* Exercise material
────────────────────
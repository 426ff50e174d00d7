//! Node and edge insertion/removal.
//!
//! Public methods validate their arguments; the `*_raw` and `unlink_*`
//! helpers assume live ids and leave the disjoint-set bookkeeping to their
//! callers.

use tracing::debug;

use super::{Edge, EdgeOptions, Graph, Node};
use crate::core::{EdgeId, GraphData, NodeId};
use crate::error::{GraphError, Restriction, Result};
use crate::flags::GraphFlags;
use crate::interner::AsNode;

impl<K, L> Graph<K, L>
where
    K: GraphData,
    L: Clone,
{
    /// Inserts a node for `value`. Returns false (and changes nothing) if a
    /// node with an equal payload already exists.
    pub fn add_node(&mut self, value: K) -> bool {
        if self.index.contains(&value) {
            return false;
        }
        self.insert_node_raw(value);
        true
    }

    /// Returns the node holding `value`, inserting it first if needed.
    pub fn add_node_id(&mut self, value: K) -> NodeId {
        self.node_for(value).0
    }

    pub fn add_nodes<I>(&mut self, values: I) -> usize
    where
        I: IntoIterator<Item = K>,
    {
        values.into_iter().filter(|v| self.add_node(v.clone())).count()
    }

    fn node_for(&mut self, value: K) -> (NodeId, bool) {
        match self.index.get_id(&value) {
            Some(id) => (id, false),
            None => (self.insert_node_raw(value), true),
        }
    }

    fn insert_node_raw(&mut self, value: K) -> NodeId {
        let id = self.nodes.insert_with(|id| Node::new(value.clone(), id));
        self.index.insert(value, id);
        id
    }

    /// Adds an edge of weight 1 between two payloads, creating missing nodes.
    pub fn add_edge(&mut self, from: K, to: K) -> Result<usize> {
        self.add_edge_with(from, to, EdgeOptions::default())
    }

    /// Adds an edge between two payloads, creating missing nodes.
    ///
    /// Returns the number of physical edges created: 2 when an undirected
    /// edge is requested on a directed graph (the reverse edge is added too),
    /// 1 otherwise. Requesting a directed edge on an undirected graph fails
    /// with [`GraphError::InvalidArgument`] and leaves the graph untouched.
    pub fn add_edge_with(&mut self, from: K, to: K, options: EdgeOptions<L>) -> Result<usize> {
        self.check_directedness(&options)?;
        let (from, from_created) = self.node_for(from);
        let (to, to_created) = self.node_for(to);

        let result = self.insert_edges(from, to, options);
        if result.is_err() {
            if to_created {
                self.remove_isolated_node(to);
            }
            if from_created {
                self.remove_isolated_node(from);
            }
        }
        result
    }

    pub fn add_edge_by_id(
        &mut self,
        from: NodeId,
        to: NodeId,
        options: EdgeOptions<L>,
    ) -> Result<usize> {
        self.check_directedness(&options)?;
        let from = self.resolve(from)?;
        let to = self.resolve(to)?;
        self.insert_edges(from, to, options)
    }

    /// Adds weighted edges in order, stopping at the first failure.
    pub fn add_edges<I>(&mut self, edges: I) -> Result<usize>
    where
        I: IntoIterator<Item = (K, K, f64)>,
    {
        let mut created = 0;
        for (from, to, weight) in edges {
            created += self.add_edge_with(from, to, EdgeOptions::weighted(weight))?;
        }
        Ok(created)
    }

    fn check_directedness(&self, options: &EdgeOptions<L>) -> Result<()> {
        if options.directed == Some(true) && !self.flags.contains(GraphFlags::DIRECTED) {
            return Err(GraphError::InvalidArgument(
                "an undirected graph cannot hold a directed edge".to_string(),
            ));
        }
        Ok(())
    }

    /// Creates the physical edge(s) for one logical connection.
    ///
    /// Under `CHECK_ON_INSERT` every edge is appended, validated, and on a
    /// violation removed again together with the edges this call already
    /// committed.
    pub(crate) fn insert_edges(
        &mut self,
        from: NodeId,
        to: NodeId,
        options: EdgeOptions<L>,
    ) -> Result<usize> {
        let directed = self.flags.contains(GraphFlags::DIRECTED);
        let twin = directed && options.directed == Some(false) && from != to;
        let EdgeOptions { weight, label, .. } = options;

        let mut pairs = vec![(from, to)];
        if twin {
            pairs.push((to, from));
        }

        let mut committed = Vec::with_capacity(pairs.len());
        for (a, b) in pairs {
            let e = self.insert_edge_raw(a, b, directed, weight, label.clone());
            if self.flags.contains(GraphFlags::CHECK_ON_INSERT) {
                if let Some(restriction) = self.violation(e) {
                    self.unlink_edge(e);
                    self.remove_edges(&committed);
                    debug!(%restriction, from = %a, to = %b, "edge insertion rolled back");
                    return Err(GraphError::RestrictionViolation(restriction));
                }
            }
            self.commit_edge(e);
            committed.push(e);
        }
        Ok(committed.len())
    }

    /// The restriction `e` breaks, if any. `e` is already linked but not yet
    /// merged into the disjoint sets.
    fn violation(&self, e: EdgeId) -> Option<Restriction> {
        let edge = self.edges.get(e)?;
        let (from, to) = edge.endpoints();

        if from == to && !self.flags.contains(GraphFlags::SELF_CONNECTED) {
            return Some(Restriction::SelfLoop);
        }
        if !self.flags.contains(GraphFlags::MULTI_CONNECTED) && self.has_parallel(e) {
            return Some(Restriction::ParallelEdge);
        }
        if !self.flags.contains(GraphFlags::CYCLIC) {
            let closes_cycle = if from == to {
                true
            } else if edge.directed {
                self.directed_path(to, from)
            } else {
                self.set_find(from) == self.set_find(to)
            };
            if closes_cycle {
                return Some(Restriction::Cycle);
            }
        }
        None
    }

    fn has_parallel(&self, e: EdgeId) -> bool {
        let Some(edge) = self.edges.get(e) else {
            return false;
        };
        let key = edge.pair_key();
        self.nodes.get(edge.from).is_some_and(|node| {
            node.edges.iter().any(|&other| {
                other != e
                    && self
                        .edges
                        .get(other)
                        .is_some_and(|o| o.directed == edge.directed && o.pair_key() == key)
            })
        })
    }

    pub(crate) fn insert_edge_raw(
        &mut self,
        from: NodeId,
        to: NodeId,
        directed: bool,
        weight: f64,
        label: Option<L>,
    ) -> EdgeId {
        let e = self.edges.insert(Edge {
            from,
            to,
            directed,
            weight,
            label,
        });
        if let Some(node) = self.nodes.get_mut(from) {
            node.edges.push(e);
        }
        if to != from {
            if let Some(node) = self.nodes.get_mut(to) {
                node.edges.push(e);
            }
        }
        e
    }

    /// Drops `e` from the arena and from its endpoints' incidence lists.
    pub(crate) fn unlink_edge(&mut self, e: EdgeId) -> Option<Edge<L>> {
        let edge = self.edges.remove(e)?;
        if let Some(node) = self.nodes.get_mut(edge.from) {
            node.detach_edge(e);
        }
        if let Some(node) = self.nodes.get_mut(edge.to) {
            node.detach_edge(e);
        }
        Some(edge)
    }

    /// Removes a batch of edges, then re-partitions the components they
    /// touched.
    pub(crate) fn remove_edges(&mut self, victims: &[EdgeId]) {
        if victims.is_empty() {
            return;
        }
        let mut seeds = Vec::with_capacity(victims.len() * 2);
        for &e in victims {
            if let Some(edge) = self.unlink_edge(e) {
                seeds.push(edge.from);
                seeds.push(edge.to);
            }
        }
        self.repartition(seeds);
    }

    fn remove_isolated_node(&mut self, id: NodeId) {
        if let Some(node) = self.nodes.remove(id) {
            self.index.remove(&node.value);
        }
    }

    fn remove_node_inner(&mut self, id: NodeId) {
        let incident = self
            .nodes
            .get(id)
            .map(|node| node.edges.clone())
            .unwrap_or_default();
        self.remove_edges(&incident);
        self.remove_isolated_node(id);
    }

    /// Removes a node and bridges the gap it leaves.
    ///
    /// Every (in-edge, out-edge) pair through the node becomes an edge
    /// between the two outer endpoints whose weight is the sum of both.
    /// Bridges that would be self-loops are skipped unless the graph is
    /// `SELF_CONNECTED`; under `CHECK_ON_INSERT` violating bridges are skipped.
    pub fn remove_node(&mut self, node: impl AsNode<K>) -> Result<()> {
        let id = self.resolve(node)?;
        let bridges = self.bridges_through(id);
        self.remove_node_inner(id);

        let self_loops_allowed = self.flags.contains(GraphFlags::SELF_CONNECTED);
        for (a, b, weight) in bridges {
            if a == b && !self_loops_allowed {
                continue;
            }
            match self.insert_edges(a, b, EdgeOptions::weighted(weight)) {
                Ok(_) => {}
                Err(GraphError::RestrictionViolation(restriction)) => {
                    debug!(%restriction, from = %a, to = %b, "skipped bridge edge");
                }
                Err(err) => return Err(err),
            }
        }
        Ok(())
    }

    fn bridges_through(&self, id: NodeId) -> Vec<(NodeId, NodeId, f64)> {
        let incident: Vec<&Edge<L>> = self
            .nodes
            .get(id)
            .map(|node| {
                node.edges
                    .iter()
                    .filter_map(|&e| self.edges.get(e))
                    .filter(|edge| !edge.is_self_loop())
                    .collect()
            })
            .unwrap_or_default();

        let mut bridges = Vec::new();
        if self.flags.contains(GraphFlags::DIRECTED) {
            for incoming in incident.iter().filter(|e| e.to == id) {
                for outgoing in incident.iter().filter(|e| e.from == id) {
                    bridges.push((incoming.from, outgoing.to, incoming.weight + outgoing.weight));
                }
            }
        } else {
            for (i, first) in incident.iter().enumerate() {
                for second in &incident[i + 1..] {
                    if let (Some(a), Some(b)) = (first.other(id), second.other(id)) {
                        bridges.push((a, b, first.weight + second.weight));
                    }
                }
            }
        }
        bridges
    }

    /// Removes a node together with its incident edges, without bridging.
    pub fn remove_node_and_edges(&mut self, node: impl AsNode<K>) -> Result<()> {
        let id = self.resolve(node)?;
        self.remove_node_inner(id);
        Ok(())
    }

    /// Removes every edge connecting `from` to `to` and returns how many
    /// there were. Undirected edges match in either orientation.
    pub fn remove_edge(&mut self, from: impl AsNode<K>, to: impl AsNode<K>) -> Result<usize> {
        let from = self.resolve(from)?;
        let to = self.resolve(to)?;
        let victims = self.edges_between_ids(from, to);
        if victims.is_empty() {
            return Err(GraphError::EdgeNotFound(format!("{from} -> {to}")));
        }
        self.remove_edges(&victims);
        Ok(victims.len())
    }

    pub fn remove_edge_by_id(&mut self, e: EdgeId) -> Result<()> {
        if !self.edges.contains(e) {
            return Err(GraphError::EdgeNotFound(e.to_string()));
        }
        self.remove_edges(&[e]);
        Ok(())
    }

    pub fn remove_all_edges(&mut self) {
        let all: Vec<EdgeId> = self.edges.ids().collect();
        for e in all {
            self.unlink_edge(e);
        }
        self.reset_sets();
    }
}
────────────────────
* What to produce
Gather, from the listing above, every line carrying the word "pairs".

* Exercise answer
        let mut pairs = vec![(from, to)];
            pairs.push((to, from));
        let mut committed = Vec::with_capacity(pairs.len());
        for (a, b) in pairs {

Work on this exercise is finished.